Person v the ineffable: pride, appearances, destiny. If your character seems to be up against “IT” then maybe their conflict is just something in the ether. It could be psychological troubles, cosmic intervention, divine testing, self-ignorance, hubris, an inability to love or to commit. Often there’ll be something of this in a character arc anyway because this is what novels are particularly good at. But maybe you also have a scene-level conflict of person versus… something.  Rather than scratch your head wondering what your character is in conflict with at this moment (again, assuming you want to go patiently through scene by scene and ask yourself where the conflict lies) perhaps you look to what is preventing their peace of mind – if this is where the conflict lies then perhaps you have a chance to expand and heighten it.

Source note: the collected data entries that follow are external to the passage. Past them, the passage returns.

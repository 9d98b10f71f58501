//! Tokenizer for the schema language.
//!
//! Turns schema text into a flat list of tokens. Identifiers written in
//! all-uppercase are constant references; `/** ... */` comments are doc
//! annotations that bind to the next declaration or member, while plain
//! comments are discarded.

use crate::models::error::SchemaError;

#[derive(Debug, Clone, PartialEq, Eq)]
pub enum TokenKind {
    Ident(String),
    ConstIdent(String),
    Int(u64),
    Annotation(String),

    KwUnion,
    KwStruct,
    KwExtern,
    KwTrunnel,
    KwContext,
    KwU8,
    KwU16,
    KwU32,
    KwU64,
    KwChar,
    KwIn,
    KwConst,
    KwNulterm,
    KwWith,
    KwDefault,
    KwFail,
    KwIgnore,
    KwEos,

    Semi,
    LBrace,
    RBrace,
    At,
    LBracket,
    RBracket,
    Minus,
    Eq,
    Comma,
    Colon,
    Dot,
    DotDot,
    Ellipsis,
}

impl TokenKind {
    /// Rendering used by syntax-error messages.
    pub fn describe(&self) -> String {
        match self {
            TokenKind::Ident(s) | TokenKind::ConstIdent(s) => s.clone(),
            TokenKind::Int(v) => v.to_string(),
            TokenKind::Annotation(_) => "documentation comment".to_string(),
            TokenKind::KwUnion => "union".into(),
            TokenKind::KwStruct => "struct".into(),
            TokenKind::KwExtern => "extern".into(),
            TokenKind::KwTrunnel => "trunnel".into(),
            TokenKind::KwContext => "context".into(),
            TokenKind::KwU8 => "u8".into(),
            TokenKind::KwU16 => "u16".into(),
            TokenKind::KwU32 => "u32".into(),
            TokenKind::KwU64 => "u64".into(),
            TokenKind::KwChar => "char".into(),
            TokenKind::KwIn => "IN".into(),
            TokenKind::KwConst => "const".into(),
            TokenKind::KwNulterm => "nulterm".into(),
            TokenKind::KwWith => "with".into(),
            TokenKind::KwDefault => "default".into(),
            TokenKind::KwFail => "fail".into(),
            TokenKind::KwIgnore => "ignore".into(),
            TokenKind::KwEos => "eos".into(),
            TokenKind::Semi => ";".into(),
            TokenKind::LBrace => "{".into(),
            TokenKind::RBrace => "}".into(),
            TokenKind::At => "@".into(),
            TokenKind::LBracket => "[".into(),
            TokenKind::RBracket => "]".into(),
            TokenKind::Minus => "-".into(),
            TokenKind::Eq => "=".into(),
            TokenKind::Comma => ",".into(),
            TokenKind::Colon => ":".into(),
            TokenKind::Dot => ".".into(),
            TokenKind::DotDot => "..".into(),
            TokenKind::Ellipsis => "...".into(),
        }
    }
}

#[derive(Debug, Clone, PartialEq, Eq)]
pub struct Token {
    pub kind: TokenKind,
    pub line: usize,
}

fn keyword(s: &str) -> Option<TokenKind> {
    Some(match s {
        "union" => TokenKind::KwUnion,
        "struct" => TokenKind::KwStruct,
        "extern" => TokenKind::KwExtern,
        "trunnel" => TokenKind::KwTrunnel,
        "context" => TokenKind::KwContext,
        "u8" => TokenKind::KwU8,
        "u16" => TokenKind::KwU16,
        "u32" => TokenKind::KwU32,
        "u64" => TokenKind::KwU64,
        "char" => TokenKind::KwChar,
        "IN" => TokenKind::KwIn,
        "const" => TokenKind::KwConst,
        "nulterm" => TokenKind::KwNulterm,
        "with" => TokenKind::KwWith,
        "default" => TokenKind::KwDefault,
        "fail" => TokenKind::KwFail,
        "ignore" => TokenKind::KwIgnore,
        "eos" => TokenKind::KwEos,
        _ => return None,
    })
}

/// An all-uppercase identifier names a constant; it needs at least one
/// uppercase letter and no lowercase ones (`_`-only names are ordinary
/// identifiers).
fn is_const_ident(s: &str) -> bool {
    s.chars().any(|c| c.is_ascii_uppercase()) && !s.chars().any(|c| c.is_ascii_lowercase())
}

pub struct Lexer<'src> {
    input: &'src [u8],
    cursor: usize,
    line: usize,
}

impl<'src> Lexer<'src> {
    pub fn new(input: &'src str) -> Self {
        Self {
            input: input.as_bytes(),
            cursor: 0,
            line: 1,
        }
    }

    pub fn tokenize(mut self) -> Result<Vec<Token>, SchemaError> {
        let mut tokens = Vec::new();
        while let Some(&c) = self.input.get(self.cursor) {
            match c {
                b' ' | b'\t' | b'\r' => {
                    self.cursor += 1;
                }
                b'\n' => {
                    self.cursor += 1;
                    self.line += 1;
                }
                b'/' => self.lex_comment(&mut tokens)?,
                b'0'..=b'9' => self.lex_int(&mut tokens)?,
                c if c == b'_' || c.is_ascii_alphabetic() => {
                    self.lex_word(&mut tokens);
                }
                _ => self.lex_punctuation(&mut tokens)?,
            }
        }
        Ok(tokens)
    }

    fn error_here(&self) -> SchemaError {
        let c = self.input.get(self.cursor).copied().unwrap_or(0) as char;
        SchemaError::Lexer {
            text: c.to_string(),
            line: self.line,
        }
    }

    fn lex_word(&mut self, tokens: &mut Vec<Token>) {
        let start = self.cursor;
        while self
            .input
            .get(self.cursor)
            .is_some_and(|c| *c == b'_' || c.is_ascii_alphanumeric())
        {
            self.cursor += 1;
        }
        let word = std::str::from_utf8(&self.input[start..self.cursor]).unwrap_or("");
        let kind = if let Some(kw) = keyword(word) {
            kw
        } else if is_const_ident(word) {
            TokenKind::ConstIdent(word.to_string())
        } else {
            TokenKind::Ident(word.to_string())
        };
        tokens.push(Token {
            kind,
            line: self.line,
        });
    }

    fn lex_int(&mut self, tokens: &mut Vec<Token>) -> Result<(), SchemaError> {
        let start = self.cursor;
        let hex = self.input[self.cursor..].starts_with(b"0x")
            || self.input[self.cursor..].starts_with(b"0X");
        if hex {
            self.cursor += 2;
            while self
                .input
                .get(self.cursor)
                .is_some_and(|c| c.is_ascii_hexdigit())
            {
                self.cursor += 1;
            }
        } else {
            while self
                .input
                .get(self.cursor)
                .is_some_and(|c| c.is_ascii_digit())
            {
                self.cursor += 1;
            }
        }
        let text = std::str::from_utf8(&self.input[start..self.cursor]).unwrap_or("");
        let parsed = if hex {
            u64::from_str_radix(&text[2..], 16)
        } else {
            text.parse::<u64>()
        };
        let value = parsed.map_err(|_| SchemaError::syntax(self.line, format!("integer literal {text} out of range")))?;
        tokens.push(Token {
            kind: TokenKind::Int(value),
            line: self.line,
        });
        Ok(())
    }

    fn lex_comment(&mut self, tokens: &mut Vec<Token>) -> Result<(), SchemaError> {
        let rest = &self.input[self.cursor..];
        if rest.starts_with(b"//") {
            while self
                .input
                .get(self.cursor)
                .is_some_and(|&c| c != b'\n')
            {
                self.cursor += 1;
            }
            return Ok(());
        }
        if !rest.starts_with(b"/*") {
            return Err(self.error_here());
        }
        let is_annotation = rest.starts_with(b"/**") && !rest.starts_with(b"/**/");
        let start = self.cursor;
        let start_line = self.line;
        self.cursor += 2;
        loop {
            match self.input.get(self.cursor) {
                None => {
                    return Err(SchemaError::syntax(start_line, "unterminated comment"));
                }
                Some(b'*') if self.input.get(self.cursor + 1) == Some(&b'/') => {
                    self.cursor += 2;
                    break;
                }
                Some(b'\n') => {
                    self.cursor += 1;
                    self.line += 1;
                }
                Some(_) => {
                    self.cursor += 1;
                }
            }
        }
        if is_annotation {
            let text = std::str::from_utf8(&self.input[start..self.cursor])
                .unwrap_or("")
                .to_string();
            tokens.push(Token {
                kind: TokenKind::Annotation(text),
                line: start_line,
            });
        }
        Ok(())
    }

    fn lex_punctuation(&mut self, tokens: &mut Vec<Token>) -> Result<(), SchemaError> {
        let rest = &self.input[self.cursor..];
        let (kind, len) = if rest.starts_with(b"...") {
            (TokenKind::Ellipsis, 3)
        } else if rest.starts_with(b"..") {
            (TokenKind::DotDot, 2)
        } else {
            let kind = match rest[0] {
                b'.' => TokenKind::Dot,
                b';' => TokenKind::Semi,
                b'{' => TokenKind::LBrace,
                b'}' => TokenKind::RBrace,
                b'@' => TokenKind::At,
                b'[' => TokenKind::LBracket,
                b']' => TokenKind::RBracket,
                b'-' => TokenKind::Minus,
                b'=' => TokenKind::Eq,
                b',' => TokenKind::Comma,
                b':' => TokenKind::Colon,
                _ => return Err(self.error_here()),
            };
            (kind, 1)
        };
        self.cursor += len;
        tokens.push(Token {
            kind,
            line: self.line,
        });
        Ok(())
    }
}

And to close this section, it’s in this type of conflict, the person vs the ineffable, that you find that curiously passive protagonist that film-makers hate and novelists are usually much more patient with. Conflicts that are thrown at human beings for their patient withstanding, hapless heroes struggling to keep their dignity – there are many successful examples of the inactive protagonist, one who seems not to take arms against their seas of troubles. On the whole you’ll be recommended not to do this. Readers at heart want to see an active protagonist, one who is matching up to the conflict in a way that demonstrates their worthiness to be followed as the central character in a story.  Spare a thought though for other kinds of conflict. Again there are plenty of worthy literary examples where the reader’s pity for the character’s struggle against constant subjection to forces beyond their control is at the heart of the reading experience. 

Transition scenes in fiction

To go back momentarily to the idea, popular in a number of writers’ guides,  that there are different kind of scenes and only the major turns need to have conflict.  This method allows for a sort of trans-scenic downtime. Now, a cleverly paced book will have those quieter moments and it is these that give context to the major conflicts. Conflict scenes must rise, there must be a change in intensity or we risk anticlimactic dissapointment in the reader. Clever pacing might be mapped out as a steady hike up and drop back, each hillock and dip being slightly higher than the last, the hills gradually rising towards the mountains, a breather before the next climb and so on.

Be careful however that the troughs are just as well thought through as the peaks.

Your trans-scenic downtime isn’t then just an excuse to lie back with a foot off the pedal. There’s no cruise control in a well crafted piece of writing. If you’re going to deal with a scene between two points of major conflict, that transition still needs something to hold the reader’s attention. Often the transition scenes are an excuse to give something the reader hasn’t been made to want: backstory, musing, description, philosophical asides. Good books do have these things, but again, find some of the great examples and examine them closely. It’s likely that the characters aren’t actually in a limbo or a conflict-free happy land. It’s likely that there’s something waiting for them or some likelihood for problems. It’s more engaging to read a description of eating a plum if you know that its a stolen fruit from the icebox of a lover – it’s more engaging to read backstory that’s being forced out of someone who has yet to confront their own past.

As far as conflict goes, use it wisely and subtly, make it a conflict against self or the ineffable, make it a wholly psychological confrontation, just make sure it’s there. Or else.